Kashia East, aka Kashia poorab is a proposed town area nagar panchayat including Muratganj in Kaushambi district  in the Indian state of Uttar Pradesh.

History 

Kashiya East was earlier known as Kashiya Sadat in Pargana Chail for being one of eight villages inhabited by Naqvi Bukhari Syeds, the descendants of Syed Hussam uddin Hasan Bukhari, great-grandson of Hazrat Jalaluddin Surkh-Posh Bukhari of Ucch Bukharan (Bahawalpur) Multan province  in the Southern Punjab of Pakistan.

Public amenities 
Kashia is Kasiya (CT) where CT stands for Census Town as per India Census 2011.
Kashia East is a village in the Murat Ganj block in Chail Tehsil, near Bharwari.

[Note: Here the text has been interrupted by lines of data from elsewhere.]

use std::cell::Cell;
use std::rc::Rc;
use std::time::Instant;

/// Monotonic time source, in seconds.
pub trait Clock {
    fn now(&self) -> f64;
}

/// Wall-clock time measured from construction.
#[derive(Debug, Clone)]
pub struct InstantClock {
    origin: Instant,
}

impl InstantClock {
    pub fn new() -> Self {
        Self {
            origin: Instant::now(),
        }
    }
}

impl Default for InstantClock {
    fn default() -> Self {
        Self::new()
    }
}

impl Clock for InstantClock {
    fn now(&self) -> f64 {
        self.origin.elapsed().as_secs_f64()
    }
}

/// Clock whose time is pushed by its owner.
/// Clones share the same time, so a host (or test) can keep one handle
/// and hand another to a session.
#[derive(Debug, Clone, Default)]
pub struct ManualClock {
    now: Rc<Cell<f64>>,
}

impl ManualClock {
    pub fn new() -> Self {
        Self::default()
    }

    /// Set the current time in seconds.
    pub fn set(&self, seconds: f64) {
        self.now.set(seconds);
    }

    /// Move time forward by `dt` seconds.
    pub fn advance(&self, dt: f64) {
        self.now.set(self.now.get() + dt);
    }
}

impl Clock for ManualClock {
    fn now(&self) -> f64 {
        self.now.get()
    }
}

/// Repeating, cancellable tick source.
/// Turns host refresh timestamps into per-tick deltas. Holds no game knowledge.
#[derive(Debug)]
pub struct LoopDriver<C: Clock> {
    clock: C,
    /// Timestamp of the previous tick (or of `start`). `None` while stopped.
    last: Option<f64>,
    max_delta: f32,
}

impl<C: Clock> LoopDriver<C> {
    pub fn new(clock: C, max_delta: f32) -> Self {
        Self {
            clock,
            last: None,
            max_delta: max_delta.max(0.0),
        }
    }

    /// Begin ticking, baselined at the current time.
    /// Returns false (and changes nothing) if already running.
    pub fn start(&mut self) -> bool {
        if self.last.is_some() {
            return false;
        }
        self.last = Some(self.clock.now());
        true
    }

    /// Cancel future ticks. Idempotent.
    pub fn stop(&mut self) {
        self.last = None;
    }

    pub fn is_running(&self) -> bool {
        self.last.is_some()
    }

    /// Seconds elapsed since the previous tick, or `None` while stopped.
    /// Clamped to `[0, max_delta]`.
    pub fn next_delta(&mut self) -> Option<f32> {
        let last = self.last?;
        let now = self.clock.now();
        self.last = Some(now);
        let dt = (now - last) as f32;
        if dt.is_finite() {
            Some(dt.max(0.0).min(self.max_delta))
        } else {
            Some(0.0)
        }
    }
}

#[cfg(test)]
mod tests {
    use super::*;

    fn driver() -> (ManualClock, LoopDriver<ManualClock>) {
        let clock = ManualClock::new();
        let driver = LoopDriver::new(clock.clone(), 0.25);
        (clock, driver)
    }

    #[test]
    fn stopped_driver_yields_nothing() {
        let (_, mut driver) = driver();
        assert!(!driver.is_running());
        assert_eq!(driver.next_delta(), None);
    }

    #[test]
    fn first_delta_measured_from_start() {
        let (clock, mut driver) = driver();
        clock.set(100.0);
        assert!(driver.start());
        clock.advance(0.016);
        let dt = driver.next_delta().unwrap();
        assert!((dt - 0.016).abs() < 1e-5, "dt was {}", dt);
    }

    #[test]
    fn start_while_running_is_noop() {
        let (clock, mut driver) = driver();
        driver.start();
        clock.advance(0.1);
        assert!(!driver.start());
        let dt = driver.next_delta().unwrap();
        assert!((dt - 0.1).abs() < 1e-5);
    }

    #[test]
    fn stop_is_idempotent() {
        let (_, mut driver) = driver();
        driver.start();
        driver.stop();
        driver.stop();
        assert!(!driver.is_running());
        assert_eq!(driver.next_delta(), None);
    }

    #[test]
    fn restart_rebaselines() {
        let (clock, mut driver) = driver();
        driver.start();
        driver.stop();
        clock.advance(10.0);
        driver.start();
        clock.advance(0.02);
        let dt = driver.next_delta().unwrap();
        assert!((dt - 0.02).abs() < 1e-5);
    }

    #[test]
    fn deltas_are_clamped() {
        let (clock, mut driver) = driver();
        driver.start();
        clock.advance(5.0);
        assert_eq!(driver.next_delta(), Some(0.25));
        clock.set(clock.now() - 1.0);
        assert_eq!(driver.next_delta(), Some(0.0));
    }

    #[test]
    fn zero_delta_when_time_stands_still() {
        let (_, mut driver) = driver();
        driver.start();
        assert_eq!(driver.next_delta(), Some(0.0));
    }
}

Amenities include two government Primary Health Clinics (PHC), one Veterinary hospital, one Primary high school and one Junior High school, Kanya Pathsala.

Hamlets 

Kashia East comprises many hamlets, including Shergarh, ChikwanPura, Nadirganj and Bazar ka Bagh.

Demographics 

 Indian census, Kashiya East had a population of about ten thousand. Males constitute 53% of the population and females 47%. Kashiya East has an average literacy rate of 50%, lower than the national average of 59.5%; with male literacy of 51% and female literacy of 30%. 19% of the population is under 6 years of age.